● **Requirement**
Write out every line exactly, from the first line of the records below through the line that contains "session is over.".

----------------------------------------

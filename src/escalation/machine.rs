//! Lifecycle of one escalated chat.
//!
//! The machine is pure: it consumes polled messages, timer expirations,
//! and failure reports, mutates its own state, and hands back the effects
//! the engine must execute. All the I/O (surface callbacks, remote calls,
//! timer handles) stays in the engine, which keeps every transition
//! directly testable.

use chrono::{DateTime, Utc};

use super::surface::{SystemNotice, TrackingEvent};
use crate::remote::ChatMessage;

/// Control-channel text the remote sends when the session is over.
const SESSION_ENDED_SENTINEL: &str = "$Localized:ChatSessionEnded";

/// Scripted system question the remote opens with; never worth replaying.
const CANNED_GREETING: &str = "Hello, what is your name?";

/// Lifecycle states of one escalated chat.
#[derive(Debug, Clone, Copy, PartialEq, Eq)]
pub enum ChatState {
    Idle,
    Escalating,
    WaitingForAgent,
    Active,
    Ended,
}

/// Why the chat reached [`ChatState::Ended`].
#[derive(Debug, Clone, Copy, PartialEq, Eq)]
pub enum EndReason {
    /// The no-agents timer fired before an agent picked up.
    NoAgents,
    /// The remote signalled the agent/session is gone.
    AgentLeft,
    /// Repeated transport failures while polling.
    Disconnected,
    /// An agent/system message carried the out-of-time phrase.
    OutOfTime,
    /// Explicitly closed from the conversation side.
    ClosedByUser,
    /// A non-recoverable remote error code.
    RemoteError,
}

/// Work the engine must perform after a transition.
#[derive(Debug, Clone, PartialEq)]
pub enum Effect {
    Notice(SystemNotice),
    AgentMessage(String),
    Typing(bool),
    SetInput(bool),
    Track(TrackingEvent),
    /// Send the buffered bot transcript to the agent side.
    FlushTranscript,
    /// Abort the pending no-agents timer.
    CancelNoAgentsTimer,
    /// Stop the poll loop; no further cycle may be scheduled.
    StopPolling,
    /// Close the given chat on the remote side.
    EndRemoteChat(String),
    /// Remove the active-flag/session-id keys from the session store.
    ClearSessionKeys,
}

/// State machine for one escalated chat session.
#[derive(Debug)]
pub struct ChatStateMachine {
    state: ChatState,
    end_reason: Option<EndReason>,
    chat_session_id: Option<String>,
    first_question: Option<String>,
    consecutive_errors: u32,
    last_poll_at: Option<DateTime<Utc>>,
    /// Phrase that means the department closed mid-chat.
    out_of_time_detection: String,
}

impl ChatStateMachine {
    pub fn new(out_of_time_detection: impl Into<String>) -> Self {
        Self {
            state: ChatState::Idle,
            end_reason: None,
            chat_session_id: None,
            first_question: None,
            consecutive_errors: 0,
            last_poll_at: None,
            out_of_time_detection: out_of_time_detection.into(),
        }
    }

    pub fn state(&self) -> ChatState {
        self.state
    }

    pub fn end_reason(&self) -> Option<EndReason> {
        self.end_reason
    }

    pub fn chat_session_id(&self) -> Option<&str> {
        self.chat_session_id.as_deref()
    }

    pub fn last_poll_at(&self) -> Option<DateTime<Utc>> {
        self.last_poll_at
    }

    pub fn is_terminal(&self) -> bool {
        self.state == ChatState::Ended
    }

    /// The poll loop runs only in these states.
    pub fn should_poll(&self) -> bool {
        matches!(self.state, ChatState::WaitingForAgent | ChatState::Active)
    }

    /// External escalation request accepted; chat creation is underway.
    pub fn begin_escalation(&mut self) -> Vec<Effect> {
        self.state = ChatState::Escalating;
        self.end_reason = None;
        vec![
            Effect::Notice(SystemNotice::WaitForAgent),
            Effect::Typing(true),
            Effect::SetInput(false),
        ]
    }

    /// Chat creation returned a session id; now waiting for an agent.
    /// Inert when the chat already ended (the no-agents timer can beat a
    /// slow creation call).
    pub fn chat_created(&mut self, chat_session_id: impl Into<String>) {
        if self.is_terminal() {
            return;
        }
        self.chat_session_id = Some(chat_session_id.into());
        self.state = ChatState::WaitingForAgent;
    }

    /// Adopt a chat that was live before a page reload. No no-agents timer
    /// on this path; the agent may already be there.
    pub fn resume(&mut self, chat_session_id: impl Into<String>) {
        self.chat_session_id = Some(chat_session_id.into());
        self.state = ChatState::WaitingForAgent;
    }

    /// The remote reported a newer session id for this chat.
    pub fn adopt_chat_session_id(&mut self, chat_session_id: &str) {
        self.chat_session_id = Some(chat_session_id.to_string());
    }

    /// A poll cycle completed successfully.
    pub fn poll_succeeded(&mut self, now: DateTime<Utc>) {
        self.consecutive_errors = 0;
        self.last_poll_at = Some(now);
    }

    /// Apply one polled message. Messages within a batch must be applied
    /// in arrival order; later messages can depend on earlier ones.
    pub fn apply_message(&mut self, message: &ChatMessage) -> Vec<Effect> {
        if self.is_terminal() {
            return Vec::new();
        }

        // The out-of-time phrase in any message text ends the chat,
        // relaying the text itself.
        if let Some(text) = message.text.as_deref()
            && !self.out_of_time_detection.is_empty()
            && text.contains(&self.out_of_time_detection)
        {
            let mut effects = self.end_remote_effect();
            effects.push(Effect::AgentMessage(text.to_string()));
            effects.extend(self.end(EndReason::OutOfTime, None, true));
            return effects;
        }

        let mut effects = Vec::new();

        if message.kind.is_some() {
            match message.status.as_deref() {
                Some("Waiting") => effects.push(Effect::FlushTranscript),
                Some("Active") => effects.extend(self.agent_joined()),
                Some("Disconnected") => effects.push(Effect::StopPolling),
                _ => {}
            }
        }

        match (message.text.as_deref(), message.party_type.as_deref()) {
            (Some(text), Some("1")) | (Some(text), Some("Agent")) => {
                effects.push(Effect::Typing(false));
                effects.push(Effect::AgentMessage(text.to_string()));
            }
            (Some(text), Some("System")) => {
                if message.kind.as_deref() == Some("Ask") {
                    if text != CANNED_GREETING {
                        self.first_question = Some(text.to_string());
                    }
                } else if text == SESSION_ENDED_SENTINEL {
                    effects.extend(self.agent_left());
                }
            }
            (None, Some(_)) if message.kind.as_deref() == Some("AgentTyping") => {
                let typing = message.is_text_entered.as_deref() == Some("True")
                    || message.is_typing.as_deref() == Some("True");
                effects.push(Effect::Typing(typing));
            }
            _ => {}
        }

        effects
    }

    fn agent_joined(&mut self) -> Vec<Effect> {
        if self.state == ChatState::Active {
            return Vec::new();
        }
        self.state = ChatState::Active;

        let mut effects = vec![
            Effect::CancelNoAgentsTimer,
            Effect::Notice(SystemNotice::AgentJoined),
            Effect::Track(TrackingEvent::ChatAttended),
            Effect::Typing(false),
            Effect::SetInput(true),
        ];
        if let Some(question) = self.first_question.take() {
            effects.push(Effect::AgentMessage(question));
        }
        effects
    }

    /// The no-agents timer fired. A chat that already went Active (or
    /// ended) never reports a no-agents outcome, even though the timer was
    /// scheduled.
    pub fn no_agents_timeout(&mut self) -> Vec<Effect> {
        if !matches!(self.state, ChatState::Escalating | ChatState::WaitingForAgent) {
            return Vec::new();
        }
        let mut effects = vec![
            Effect::Notice(SystemNotice::NoAgents),
            Effect::Track(TrackingEvent::ChatNoAgents),
        ];
        effects.extend(self.end_remote_effect());
        // No enter-question prompt on this path; the no-agents notice is
        // the last word.
        effects.extend(self.end(EndReason::NoAgents, None, false));
        effects
    }

    /// A poll cycle failed at the transport level with no diagnostic body.
    /// The first failure retries on the normal schedule; the second in a
    /// row tears the session down.
    pub fn transport_failure(&mut self) -> Vec<Effect> {
        if self.is_terminal() {
            return Vec::new();
        }
        self.consecutive_errors += 1;
        if self.consecutive_errors < 2 {
            return Vec::new();
        }
        let mut effects = self.end_remote_effect();
        effects.extend(self.end(
            EndReason::Disconnected,
            Some(SystemNotice::Disconnection),
            false,
        ));
        effects
    }

    /// The remote answered 404 for the chat resource: agent/session gone.
    pub fn remote_gone(&mut self) -> Vec<Effect> {
        self.agent_left()
    }

    fn agent_left(&mut self) -> Vec<Effect> {
        if self.is_terminal() {
            return Vec::new();
        }
        self.end(EndReason::AgentLeft, Some(SystemNotice::AgentLeft), true)
    }

    /// A non-recoverable remote error code (400/401/500) while polling.
    pub fn remote_error(&mut self, code: u16) -> Vec<Effect> {
        if self.is_terminal() {
            return Vec::new();
        }
        tracing::warn!(code, "Remote error while polling, ending chat");
        let mut effects = vec![Effect::Notice(SystemNotice::GenericError)];
        effects.extend(self.end(EndReason::RemoteError, None, false));
        effects
    }

    /// The user closed the chat from the conversation side.
    pub fn closed_by_user(&mut self) -> Vec<Effect> {
        if self.is_terminal() {
            return Vec::new();
        }
        let mut effects = self.end_remote_effect();
        effects.extend(self.end(
            EndReason::ClosedByUser,
            Some(SystemNotice::ChatClosed),
            false,
        ));
        effects
    }

    /// Close-the-remote-chat effect, carrying the id before teardown
    /// clears it. Empty when no chat was ever created.
    fn end_remote_effect(&self) -> Vec<Effect> {
        self.chat_session_id
            .clone()
            .map(Effect::EndRemoteChat)
            .into_iter()
            .collect()
    }

    /// Common teardown: cancel timers, stop polling, clear local chat
    /// identifiers and the stored active markers.
    fn end(
        &mut self,
        reason: EndReason,
        notice: Option<SystemNotice>,
        enter_question: bool,
    ) -> Vec<Effect> {
        self.state = ChatState::Ended;
        self.end_reason = Some(reason);
        self.chat_session_id = None;
        self.first_question = None;

        let mut effects = vec![
            Effect::CancelNoAgentsTimer,
            Effect::StopPolling,
            Effect::ClearSessionKeys,
            Effect::Typing(false),
        ];
        if let Some(notice) = notice {
            effects.push(Effect::Notice(notice));
        }
        if enter_question {
            effects.push(Effect::Notice(SystemNotice::EnterQuestion));
        }
        effects.push(Effect::SetInput(true));
        effects
    }
}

----------------------------------------

● **Solution to the problem**
filename src/escalation/machine.rs
//! Lifecycle of one escalated chat.
//!
//! The machine is pure: it consumes polled messages, timer expirations,
//! and failure reports, mutates its own state, and hands back the effects
//! the engine must execute. All the I/O (surface callbacks, remote calls,
//! timer handles) stays in the engine, which keeps every transition
//! directly testable.

use chrono::{DateTime, Utc};

use super::surface::{SystemNotice, TrackingEvent};
use crate::remote::ChatMessage;

/// Control-channel text the remote sends when the session is over.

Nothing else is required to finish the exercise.